Blog for the LGBT community, informative and amusing – A new vision for the world
(Blogmensgo, blog gay du 7 septembre 2018) Dans un jugement du 6 septembre 2018 pris à l’unanimité des cinq juges, la Cour suprême fédérale indienne a estimé que la section 377 du code pénal, qui prohibe et réprime les relations sexuelles contre nature, n’est pas applicable aux relations homosexuelles ou bisexuelles entre personnes consentantes. La plus haute juridiction indienne avait refusé de dépénaliser l’homosexualité en 2013, affirmant que c’est au législateur qu’il appartient de le faire. Statuant au terme d’une nouvelle saisine de la Cour suprême en février 2016, l’instance fédérale a choisi de ne pas abroger la section 377 (en vigueur depuis 1860), mais en expliquant bien qu’elle ne peut plus servir à réprimer l’homosexualité.

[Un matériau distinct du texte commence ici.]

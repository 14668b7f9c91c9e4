// tests/bridge_fake_transit.rs
#![cfg(unix)]
mod common;
use crate::common::builders::{records_json, DiffRecordBuilder};
use crate::common::fake_transit::{fake_transit_executable, process_exists, Scenario};
use crate::common::{init_tracing, with_timeout};

use std::error::Error;
use std::fs;
use std::os::unix::fs::PermissionsExt;
use std::time::Duration;

use transit_bridge::config::ToolSettings;
use transit_bridge::exec::{ExecutionOutcome, FailureKind, TransitBridge};
use transit_bridge::types::ExecutionRequest;
use transit_bridge::{execute_transit, DiffRecord};

type TestResult = Result<(), Box<dyn Error>>;

const SCENARIO_A: &str = r#"[{"old_commit":"a1","new_commit":"b2","old_filename":"x.c","new_filename":"x.c","origin_line":10,"destination_line":12,"num_lines":3}]"#;

fn bridge() -> TransitBridge {
    TransitBridge::new(ToolSettings::new(fake_transit_executable()))
}

#[tokio::test]
async fn scenario_a_success_decodes_records() -> TestResult {
    init_tracing();
    let scenario = Scenario::builder().stdout(SCENARIO_A).build()?;

    let outcome = with_timeout(execute_transit(&bridge(), &scenario.repo_path(), None, None)).await?;

    assert_eq!(
        outcome,
        ExecutionOutcome::Success(vec![DiffRecord {
            old_commit: "a1".to_string(),
            new_commit: "b2".to_string(),
            old_filename: "x.c".to_string(),
            new_filename: "x.c".to_string(),
            origin_line: 10,
            destination_line: 12,
            num_lines: 3,
        }])
    );
    assert_eq!(scenario.recorded_args()?, vec!["--json".to_string(), scenario.repo_path()]);
    Ok(())
}

#[tokio::test]
async fn scenario_b_non_zero_exit_reports_code_and_stderr() -> TestResult {
    init_tracing();
    let scenario = Scenario::builder()
        .stderr("fatal: not a repository\n")
        .exit_code(1)
        .build()?;

    let outcome = with_timeout(execute_transit(&bridge(), &scenario.repo_path(), None, None)).await?;

    let failure = outcome.failure().expect("expected a failure");
    assert_eq!(failure.kind, FailureKind::NonZeroExit);
    assert_eq!(failure.exit_code, Some(1));
    assert_eq!(failure.message, "fatal: not a repository");
    Ok(())
}

#[tokio::test]
async fn non_zero_exit_never_decodes_stdout() -> TestResult {
    init_tracing();
    let scenario = Scenario::builder()
        .stdout(SCENARIO_A)
        .stderr("partial failure")
        .exit_code(3)
        .build()?;

    let outcome = with_timeout(execute_transit(&bridge(), &scenario.repo_path(), None, None)).await?;

    let failure = outcome.failure().expect("expected a failure");
    assert_eq!(failure.kind, FailureKind::NonZeroExit);
    assert_eq!(failure.exit_code, Some(3));
    assert_eq!(failure.message, "partial failure");
    Ok(())
}

#[tokio::test]
async fn scenario_c_missing_executable_is_spawn_error() -> TestResult {
    init_tracing();
    let dir = tempfile::tempdir()?;
    let bridge = TransitBridge::new(ToolSettings::new(dir.path().join("no-such-transit")));

    let outcome = with_timeout(execute_transit(&bridge, "/repo", None, None)).await?;

    let failure = outcome.failure().expect("expected a failure");
    assert_eq!(failure.kind, FailureKind::SpawnError);
    assert_eq!(failure.exit_code, None);
    assert!(failure.message.contains("no-such-transit"), "message: {}", failure.message);
    Ok(())
}

#[tokio::test]
async fn non_executable_file_is_spawn_error() -> TestResult {
    init_tracing();
    let dir = tempfile::tempdir()?;
    let path = dir.path().join("transit");
    fs::write(&path, "#!/bin/sh\necho '[]'\n")?;
    fs::set_permissions(&path, fs::Permissions::from_mode(0o644))?;

    let outcome = with_timeout(bridge_for(&path).execute(ExecutionRequest::new("/repo", None, None)?)).await;

    assert_eq!(
        outcome.failure().map(|f| f.kind),
        Some(FailureKind::SpawnError)
    );
    Ok(())
}

fn bridge_for(path: &std::path::Path) -> TransitBridge {
    TransitBridge::new(ToolSettings::new(path))
}

#[tokio::test]
async fn malformed_stdout_with_exit_zero_is_parse_error() -> TestResult {
    init_tracing();
    let scenario = Scenario::builder().stdout("{not valid json").build()?;

    let outcome = with_timeout(execute_transit(&bridge(), &scenario.repo_path(), None, None)).await?;

    let failure = outcome.failure().expect("expected a failure");
    assert_eq!(failure.kind, FailureKind::ParseError);
    assert!(outcome.records().is_none());
    Ok(())
}

#[tokio::test]
async fn revision_pair_is_passed_after_repo() -> TestResult {
    init_tracing();
    let scenario = Scenario::builder().stdout("[]").build()?;
    let repo = scenario.repo_path();

    let outcome = with_timeout(execute_transit(&bridge(), &repo, Some("a1"), Some("b2"))).await?;

    assert_eq!(outcome, ExecutionOutcome::Success(vec![]));
    assert_eq!(
        scenario.recorded_args()?,
        vec!["--json".to_string(), repo, "a1".to_string(), "b2".to_string()]
    );
    Ok(())
}

#[tokio::test]
async fn lone_revision_matches_no_revision_invocation() -> TestResult {
    init_tracing();
    let scenario = Scenario::builder().stdout("[]").build()?;
    let repo = scenario.repo_path();

    with_timeout(execute_transit(&bridge(), &repo, Some("a1"), None)).await?;
    let from_only = scenario.recorded_args()?;
    with_timeout(execute_transit(&bridge(), &repo, None, Some("b2"))).await?;
    let to_only = scenario.recorded_args()?;
    with_timeout(execute_transit(&bridge(), &repo, None, None)).await?;
    let neither = scenario.recorded_args()?;

    assert_eq!(from_only, neither);
    assert_eq!(to_only, neither);
    Ok(())
}

#[tokio::test]
async fn output_larger_than_pipe_buffer_is_fully_captured() -> TestResult {
    init_tracing();
    let records: Vec<DiffRecord> = (0..3000)
        .map(|i| {
            DiffRecordBuilder::new(&format!("src/module_{i}/file.rs"))
                .lines(i, i + 1, i % 7)
                .build()
        })
        .collect();
    let json = records_json(&records);
    assert!(json.len() > 128 * 1024);
    let scenario = Scenario::builder()
        .stdout(json)
        .stderr("warning: shallow clone\n".repeat(2000))
        .build()?;

    let outcome = with_timeout(execute_transit(&bridge(), &scenario.repo_path(), None, None)).await?;

    assert_eq!(outcome.records(), Some(records.as_slice()));
    Ok(())
}

#[tokio::test]
async fn stderr_before_stdout_does_not_affect_success() -> TestResult {
    init_tracing();
    let scenario = Scenario::builder()
        .stderr("note: walking history\n")
        .stdout(SCENARIO_A)
        .stderr_first()
        .build()?;

    let outcome = with_timeout(execute_transit(&bridge(), &scenario.repo_path(), None, None)).await?;

    assert_eq!(outcome.records().map(|r| r.len()), Some(1));
    Ok(())
}

async fn wait_for_pid(scenario: &Scenario) -> u32 {
    with_timeout(async {
        loop {
            if let Some(pid) = scenario.recorded_pid() {
                return pid;
            }
            tokio::time::sleep(Duration::from_millis(20)).await;
        }
    })
    .await
}

#[tokio::test]
async fn cancelling_a_hung_invocation_reaps_the_process() -> TestResult {
    init_tracing();
    let scenario = Scenario::builder().hang().build()?;
    let request = ExecutionRequest::new(&scenario.repo_path(), None, None)?;

    let mut handle = bridge().spawn(request);
    let pid = wait_for_pid(&scenario).await;
    assert!(process_exists(pid), "fake transit should be running");
    assert!(handle.cancel(), "cancel should be delivered to a running invocation");
    assert!(!handle.cancel(), "second cancel has nothing to deliver");

    let outcome = with_timeout(handle.outcome()).await;

    let failure = outcome.failure().expect("expected a failure");
    assert_eq!(failure.kind, FailureKind::Cancelled);
    // A killed but unreaped child would still answer `kill -0` as a zombie.
    assert!(!process_exists(pid), "process {pid} still exists after cancel");
    Ok(())
}

#[tokio::test]
async fn timeout_cancels_a_hung_invocation() -> TestResult {
    init_tracing();
    let scenario = Scenario::builder().hang().build()?;
    let bridge = TransitBridge::new(
        ToolSettings::new(fake_transit_executable()).with_timeout(Duration::from_millis(300)),
    );

    let outcome = with_timeout(execute_transit(&bridge, &scenario.repo_path(), None, None)).await?;

    let failure = outcome.failure().expect("expected a failure");
    assert_eq!(failure.kind, FailureKind::Cancelled);
    assert!(failure.message.contains("timed out"), "message: {}", failure.message);
    let pid = scenario.recorded_pid().expect("fake transit recorded its pid");
    assert!(!process_exists(pid), "process {pid} still exists after timeout");
    Ok(())
}

#[tokio::test]
async fn timeout_does_not_affect_a_fast_invocation() -> TestResult {
    init_tracing();
    let scenario = Scenario::builder().stdout(SCENARIO_A).build()?;
    let bridge = TransitBridge::new(
        ToolSettings::new(fake_transit_executable()).with_timeout(Duration::from_secs(4)),
    );

    let outcome = with_timeout(execute_transit(&bridge, &scenario.repo_path(), None, None)).await?;

    assert!(outcome.is_success());
    Ok(())
}

#[tokio::test(flavor = "multi_thread", worker_threads = 4)]
async fn concurrent_invocations_keep_their_own_buffers() -> TestResult {
    init_tracing();
    let bridge = bridge();

    let mut scenarios = Vec::new();
    for i in 0..8u32 {
        let scenario = if i % 3 == 2 {
            Scenario::builder()
                .stderr(format!("failure {i}"))
                .exit_code(i as i32)
                .build()?
        } else {
            let records = vec![DiffRecordBuilder::new(&format!("file_{i}.c")).lines(i, i, i).build()];
            Scenario::builder().stdout(records_json(&records)).build()?
        };
        scenarios.push(scenario);
    }

    let handles: Vec<_> = scenarios
        .iter()
        .map(|s| ExecutionRequest::new(&s.repo_path(), None, None).map(|r| bridge.spawn(r)))
        .collect::<Result<_, _>>()?;

    for (i, handle) in handles.into_iter().enumerate() {
        let i = i as u32;
        let outcome = with_timeout(handle.outcome()).await;
        if i % 3 == 2 {
            let failure = outcome.failure().expect("expected a failure");
            assert_eq!(failure.kind, FailureKind::NonZeroExit);
            assert_eq!(failure.exit_code, Some(i as i32));
            assert_eq!(failure.message, format!("failure {i}"));
        } else {
            let records = outcome.records().expect("expected records");
            assert_eq!(records.len(), 1);
            assert_eq!(records[0].old_filename, format!("file_{i}.c"));
            assert_eq!(records[0].num_lines, i);
        }
    }
    Ok(())
}

#[tokio::test]
async fn empty_repo_path_is_rejected_before_spawning() {
    init_tracing();

    let result = execute_transit(&bridge(), "", Some("a1"), Some("b2")).await;

    assert!(result.is_err());
}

Ce qu’il s’est passé ? En voici, quasi en direct, la relation – par une journaliste à la diction ultrarapide – suivie des réactions enthousiastes à chaud :
La formation des cinq juges, présidée par Dipak Misra, a expliqué dans une décision conjointe que la section 377 n’est pas applicable aux relations sexuelles consenties entre personnes homosexuelles (qu’il s’agisse de gays ou de lesbiennes), hétérosexuelles, ou de toute autre minorité sexuelle.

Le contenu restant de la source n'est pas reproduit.